Many vapers deride Smok, but I think it's the old-timers who do so. Apparently Smok didn't have a good reputation years ago, but nowadays there's nothing wrong with it! And the Smok coils are great!!!!

Reactions: Like 2 | Agree 1 | Informative 1


----------



## Resistance (24/8/20)

@Intuthu Kagesi you should really try a Freemax subohm tank.
Maybe a Fireluke or something.

Reactions: Like 2 | Thanks 1


----------



## Intuthu Kagesi (24/8/20)

Resistance said:


> @Intuthu Kagesi you should really try a Freemax subohm tank.
> Maybe a Fireluke or something.
> View attachment 205486



Thanks Resistance  ... I've pulled up the handbrake on my rabbit hole excursion until I get a handle on setting up my current kit. I'll keep it in mind tho'

Reactions: Like 2


----------



## Stranger (25/8/20)

One of my theories is that each coil and atty combination will produce a different composition of vapour. To try and put this into words I will use smarties.

Now we all like the blue ones but what you don't now is that the blue ones only taste so good for a nano second, whereby the red ones last for a good half a second and the brown ones stick to your tongue for a full minute. So when you mush them together you get a unique taste. just eat the blue ones and they taste just like blue ones.

ITO vaping it is the variables across our tongue receptors that pick up the differences between the amount of juice mixed into the airflow and the heat applied. Even with the same tank and juice there can be variables due to airflow and juice amount due to wicking. I think most re builders will experience this because if you build your own coils there may be some slight variances. You may not see them but your tongue don't lie.

Commercial machine built coils may be more consistent (not always) but they will also project a different flavour profile for the reasons above if used in different atties. How come you say, well let's just take chimney size for example. Example A might just be slighter bigger volume than example B and may dilute the particles in the juice that your receptors are picking up. So even if the coil and wattage is the same, the composition of the vapour will vary.

That's my theory and NO I am not sharing my smarties.

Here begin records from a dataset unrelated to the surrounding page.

//! Serialize a document tree back into CSS text.
//!
//! The printer emits a canonical layout rather than reproducing the input's
//! whitespace: four spaces of indentation per block level, one statement per
//! line, and no `;` after the last statement of a block.

use crate::document::{Document, NodeId, NodeKind};

const INDENT: &str = "    ";

/// Serialize a document to CSS.
///
/// # Example
///
/// ```
/// use type_shorthand_core::{Document, to_css};
///
/// let mut doc = Document::new();
/// let media = doc.create_at_rule_block("media", "(--s)");
/// let decl = doc.create_declaration("font-size", "15px");
/// doc.append(media, decl).unwrap();
/// doc.append(doc.root(), media).unwrap();
///
/// assert_eq!(to_css(&doc), "@media (--s) {\n    font-size: 15px\n}");
/// ```
pub fn to_css(doc: &Document) -> String {
    let mut out = String::new();
    let children = doc.children(doc.root()).unwrap_or_default();

    for (i, &child) in children.iter().enumerate() {
        if i > 0 {
            out.push('\n');
        }
        write_node(doc, child, 0, &mut out);
        if needs_semicolon(doc, child) {
            out.push(';');
        }
    }

    out
}

fn write_node(doc: &Document, id: NodeId, depth: usize, out: &mut String) {
    let Ok(kind) = doc.kind(id) else {
        return;
    };

    match kind {
        NodeKind::Root => {}
        NodeKind::AtRule {
            name,
            params,
            has_block,
        } => {
            out.push('@');
            out.push_str(name);
            if !params.is_empty() {
                out.push(' ');
                out.push_str(params);
            }
            if *has_block {
                out.push(' ');
                write_block(doc, id, depth, out);
            }
        }
        NodeKind::Rule { selector } => {
            out.push_str(selector);
            if !selector.is_empty() {
                out.push(' ');
            }
            write_block(doc, id, depth, out);
        }
        NodeKind::Declaration {
            property,
            value,
            important,
        } => {
            out.push_str(property);
            out.push_str(": ");
            out.push_str(value);
            if *important {
                out.push_str(" !important");
            }
        }
        NodeKind::Comment { text } => {
            out.push_str("/*");
            out.push_str(text);
            out.push_str("*/");
        }
    }
}

fn write_block(doc: &Document, id: NodeId, depth: usize, out: &mut String) {
    let children = doc.children(id).unwrap_or_default();
    if children.is_empty() {
        out.push_str("{}");
        return;
    }

    out.push_str("{\n");
    let last = children.len() - 1;
    for (i, &child) in children.iter().enumerate() {
        for _ in 0..=depth {
            out.push_str(INDENT);
        }
        write_node(doc, child, depth + 1, out);
        if i < last && needs_semicolon(doc, child) {
            out.push(';');
        }
        out.push('\n');
    }
    for _ in 0..depth {
        out.push_str(INDENT);
    }
    out.push('}');
}

/// Declarations and blockless at-rules are terminated by `;`.
fn needs_semicolon(doc: &Document, id: NodeId) -> bool {
    matches!(
        doc.kind(id),
        Ok(NodeKind::Declaration { .. }) | Ok(NodeKind::AtRule { has_block: false, .. })
    )
}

Reactions: Like 3 | Agree 1 | Thanks 1


----------



## Silver (25/8/20)

Intuthu Kagesi said:


> Thanks for your replies Dela Rey Steyn, Silver, and Puff the Magic Dragon,
> 
> You're correct in that most of the "plug and play" coils offer a pretty good vape experience, however they are relatively expensive when you really get into it, which has been one of the many reasons leading to my crossing the Rubicon and investing in rebuildables.
> 
> ...



hi @Intuthu Kagesi 

A lot to unpack here and it’s still a learning journey for me

But from my observations the atomization depends on surface area of the coil and the efficiency of wicking - ie taking just enough liquid to the coil surface to be turned into vapour. 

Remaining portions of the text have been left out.